J’en trouve un exemple touchant, lorsque, dans la guerre d’Italie, les Grecs s’adressèrent à Bonaparte. Les descendants de Sparte, les Maïnotes, voisins, souvent victimes du tigre Ali pacha, viennent un jour trouver le général français. Ils ne savaient pas notre langue, ni lui la leur. N’importe ! Par une inspiration touchante, ils tirèrent de leur sein un livre, l’Odyssée, et le mirent sur la table entre eux et lui. Nul besoin de discours. La Bible de l’Europe, Homère, suffit à rappeler ce que la Grèce fut pour nous, la nourrice, la mère de notre civilisation, et le juste retour que nous devons à ses bienfaits.

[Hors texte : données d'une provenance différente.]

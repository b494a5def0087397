mod defaults;

use std::path::PathBuf;
use std::time::Duration;

use defaults::*;
use schemars::JsonSchema;
use serde::{Deserialize, Serialize};

use crate::{Secret, TrailguardError};

const DEFAULT_BLOCKED_MESSAGE: &str =
    "Your address has been temporarily blocked due to too many rejected requests.";

/// Thresholds for the speed plausibility check
#[derive(Debug, Deserialize, Serialize, Clone, PartialEq, JsonSchema)]
pub struct PlausibilityConfig {
    /// Number of recent valid samples required before any speed check runs
    #[serde(default = "_default_history_len")]
    pub history_len: usize,

    /// Speeds above this are rejected regardless of distance
    #[serde(default = "_default_insane_speed_kmh")]
    pub insane_speed_kmh: f64,

    /// Jumps longer than this are judged against `max_air_speed_kmh` only
    #[serde(default = "_default_long_haul_distance_km")]
    pub long_haul_distance_km: f64,

    #[serde(default = "_default_max_air_speed_kmh")]
    pub max_air_speed_kmh: f64,

    #[serde(default = "_default_max_ground_speed_kmh")]
    pub max_ground_speed_kmh: f64,

    #[serde(default = "_default_acceleration_multiplier")]
    pub acceleration_multiplier: f64,

    /// The deceleration check only applies above this historical average
    #[serde(default = "_default_deceleration_min_average_kmh")]
    pub deceleration_min_average_kmh: f64,

    #[serde(default = "_default_deceleration_divisor")]
    pub deceleration_divisor: f64,
}

impl Default for PlausibilityConfig {
    fn default() -> Self {
        Self {
            history_len: _default_history_len(),
            insane_speed_kmh: _default_insane_speed_kmh(),
            long_haul_distance_km: _default_long_haul_distance_km(),
            max_air_speed_kmh: _default_max_air_speed_kmh(),
            max_ground_speed_kmh: _default_max_ground_speed_kmh(),
            acceleration_multiplier: _default_acceleration_multiplier(),
            deceleration_min_average_kmh: _default_deceleration_min_average_kmh(),
            deceleration_divisor: _default_deceleration_divisor(),
        }
    }
}

/// How the expiry of an escalated ban is derived from its new length
#[derive(Debug, Deserialize, Serialize, Clone, Copy, PartialEq, Eq, Default, JsonSchema)]
#[serde(rename_all = "snake_case")]
pub enum BanExpiryPolicy {
    /// The multiplier is applied once more on top of the already multiplied
    /// length, so with a multiplier of 2 the expiry grows 4x per escalation
    #[default]
    Compounding,
    /// The ban lasts exactly its new length
    Plain,
}

impl BanExpiryPolicy {
    /// Hours from now until an escalated ban of `banned_length` hours expires
    pub fn expiry_hours(&self, banned_length: f64, multiplier: f64) -> f64 {
        match self {
            Self::Compounding => banned_length * multiplier,
            Self::Plain => banned_length,
        }
    }
}

#[derive(Debug, Deserialize, Serialize, Clone, PartialEq, JsonSchema)]
pub struct AbuseProtectionConfig {
    /// Rejections within `window` that trigger a ban
    #[serde(default = "_default_max_rejections")]
    pub max_rejections: u32,

    #[serde(default = "_default_rejection_window", with = "humantime_serde")]
    #[schemars(with = "String")]
    pub window: Duration,

    #[serde(default = "_default_initial_ban_length_hours")]
    pub initial_ban_length_hours: f64,

    #[serde(default = "_default_ban_length_multiplier")]
    pub ban_length_multiplier: f64,

    #[serde(default)]
    pub expiry_policy: BanExpiryPolicy,

    #[serde(default)]
    pub blocked_message: Option<String>,
}

impl AbuseProtectionConfig {
    pub fn blocked_message(&self) -> String {
        self.blocked_message
            .clone()
            .unwrap_or_else(|| DEFAULT_BLOCKED_MESSAGE.to_owned())
    }
}

impl Default for AbuseProtectionConfig {
    fn default() -> Self {
        Self {
            max_rejections: _default_max_rejections(),
            window: _default_rejection_window(),
            initial_ban_length_hours: _default_initial_ban_length_hours(),
            ban_length_multiplier: _default_ban_length_multiplier(),
            expiry_policy: BanExpiryPolicy::default(),
            blocked_message: None,
        }
    }
}

#[derive(Debug, Deserialize, Serialize, Clone, JsonSchema)]
pub struct TrailguardConfigStore {
    #[serde(default = "_default_database_url")]
    #[schemars(with = "String")]
    pub database_url: Secret<String>,

    #[serde(default)]
    pub plausibility: PlausibilityConfig,

    #[serde(default)]
    pub abuse_protection: AbuseProtectionConfig,
}

impl Default for TrailguardConfigStore {
    fn default() -> Self {
        Self {
            database_url: _default_database_url(),
            plausibility: <_>::default(),
            abuse_protection: <_>::default(),
        }
    }
}

#[derive(Debug, Clone)]
pub struct TrailguardConfig {
    pub store: TrailguardConfigStore,
    pub paths_relative_to: PathBuf,
}

impl TrailguardConfig {
    pub fn validate(&self) -> Result<(), TrailguardError> {
        let p = &self.store.plausibility;
        if p.history_len < 2 {
            return Err(TrailguardError::InvalidConfig(
                "plausibility.history_len must be at least 2".into(),
            ));
        }
        for (name, value) in [
            ("insane_speed_kmh", p.insane_speed_kmh),
            ("long_haul_distance_km", p.long_haul_distance_km),
            ("max_air_speed_kmh", p.max_air_speed_kmh),
            ("max_ground_speed_kmh", p.max_ground_speed_kmh),
            ("acceleration_multiplier", p.acceleration_multiplier),
            ("deceleration_divisor", p.deceleration_divisor),
        ] {
            if !(value.is_finite() && value > 0.0) {
                return Err(TrailguardError::InvalidConfig(format!(
                    "plausibility.{name} must be a positive number"
                )));
            }
        }
        if p.max_air_speed_kmh > p.insane_speed_kmh {
            tracing::warn!(
                max_air_speed_kmh = p.max_air_speed_kmh,
                insane_speed_kmh = p.insane_speed_kmh,
                "max_air_speed_kmh is above insane_speed_kmh and will never apply"
            );
        }

        let a = &self.store.abuse_protection;
        if a.max_rejections == 0 {
            return Err(TrailguardError::InvalidConfig(
                "abuse_protection.max_rejections must be at least 1".into(),
            ));
        }
        if a.window.is_zero() {
            return Err(TrailguardError::InvalidConfig(
                "abuse_protection.window must not be empty".into(),
            ));
        }
        if !(a.initial_ban_length_hours.is_finite() && a.initial_ban_length_hours > 0.0) {
            return Err(TrailguardError::InvalidConfig(
                "abuse_protection.initial_ban_length_hours must be a positive number".into(),
            ));
        }
        if !(a.ban_length_multiplier.is_finite() && a.ban_length_multiplier > 1.0) {
            return Err(TrailguardError::InvalidConfig(
                "abuse_protection.ban_length_multiplier must be greater than 1".into(),
            ));
        }
        Ok(())
    }
}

Le tout petit palais du Luxembourg, et ceux qui gouvernaient avec si peu de faste, eurent à ce moment une vraie grandeur. Le monde entier venait au Directoire, priait la France et lui tendait les bras.

La république de Mulhouse se présenta la première, apportant son drapeau sur les gigantesques épaules de Z… le plus bel homme du Rhin, voulant être française à notre frontière même, acceptant les dangers d’être notre avant-garde.

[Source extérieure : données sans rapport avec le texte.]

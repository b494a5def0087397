pub mod fs;
use chrono::{DateTime, Utc};
use sea_orm::entity::prelude::*;
use serde::Serialize;
use uuid::Uuid;

#[derive(Clone, Debug, PartialEq, DeriveEntityModel, Serialize)]
#[sea_orm(table_name = "location_samples")]
pub struct Model {
    #[sea_orm(primary_key, auto_increment = false)]
    pub id: Uuid,

    /// Opaque identifier owned by the external user store
    pub user_id: String,

    pub latitude: f64,
    pub longitude: f64,

    pub created_at: DateTime<Utc>,

    /// Verdict of the plausibility check at insert time
    pub is_valid: bool,

    /// Empty when valid
    pub validation_reason: String,
}

#[derive(Copy, Clone, Debug, EnumIter)]
pub enum Relation {}

impl RelationTrait for Relation {
    fn def(&self) -> RelationDef {
        panic!("No relations defined")
    }
}

impl ActiveModelBehavior for ActiveModel {}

Genève vint ensuite, la vraie Genève, quitte de ses aristocrates et de ses faux Anglais, l’hospitalière Genève à qui nous devons tant, et qui, tout dernièrement sans les torts de Versailles, eût été pour nous, ce que la nature l’avait faite, une valvule du cœur de la France, où parfois a battu sa plus chaude pensée.

Genève avec son lac et le pays de Vaud, l’abri de la France protestante contre Louis XIV, de la philosophie, de Voltaire et Rousseau contre Louis XV, est pour nous autant que la patrie. Qui n’y a, en tout temps, fortement respiré, et repris là son cœur des agitations de la France ?

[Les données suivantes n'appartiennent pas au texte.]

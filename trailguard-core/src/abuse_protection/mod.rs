mod escalation;
mod service;

pub use escalation::{
    ban_expiry, first_ban_step, hours_to_duration, latest_ban_expiry, next_ban_step, BanStep,
};
pub use service::{AbuseProtectionService, BanInfo, EscalationOutcome, SecurityStatus};

pub use crate::ledger::rejection::RejectedRequestInfo;
//! Storage operations over the three ledgers.
//!
//! Every function is generic over [`sea_orm::ConnectionTrait`] so callers can
//! compose them inside a transaction.

pub mod ban;
pub mod location;
pub mod rejection;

Que je les ai gagnés, ces courts repos, ces rajeunissements que nous puisons aux Alpes, moi qui ai si souvent répété, célébré ce qu’on doit à la Suisse ! L’époque de la Réformation, celle de la Révocation, m’en fournissaient l’occasion, mais non moins le changement si grave qui s’est fait en Europe par Rousseau et Pestalozzi. La Suisse, bien avant l’Allemagne, a ouvert la carrière au plus fécond des arts, l’art de former, d’élever l’homme.

Et pour combien la Suisse fut-elle dans la Révolution française, qui le dira ? Moins encore par les livres, que par les hommes et par leurs dévouements. Dans ma Révolution, j’ai montré au 14 juillet la ferme assiette de nos régiments suisses (de la Suisse française) qui, malgré Besenval, nous assistèrent de leur abstention, ne bougèrent des Champs-Élysées, nous laissèrent prendre la Bastille.

Mais le point où j’ai le plus insisté, celui dont je parlerais encore volontiers, si cet abrégé me le permettait, c’est l’affaire du régiment de Châteauvieux[111]. J’y ai mis bien des pages, un temps considérable, sans me lasser, et j’ai, à la longue, éclairci ce fait terrible, enténébré par tous les historiens.

[111] Voir Histoire de la Révolution, t. II, livre IV, chap. IV.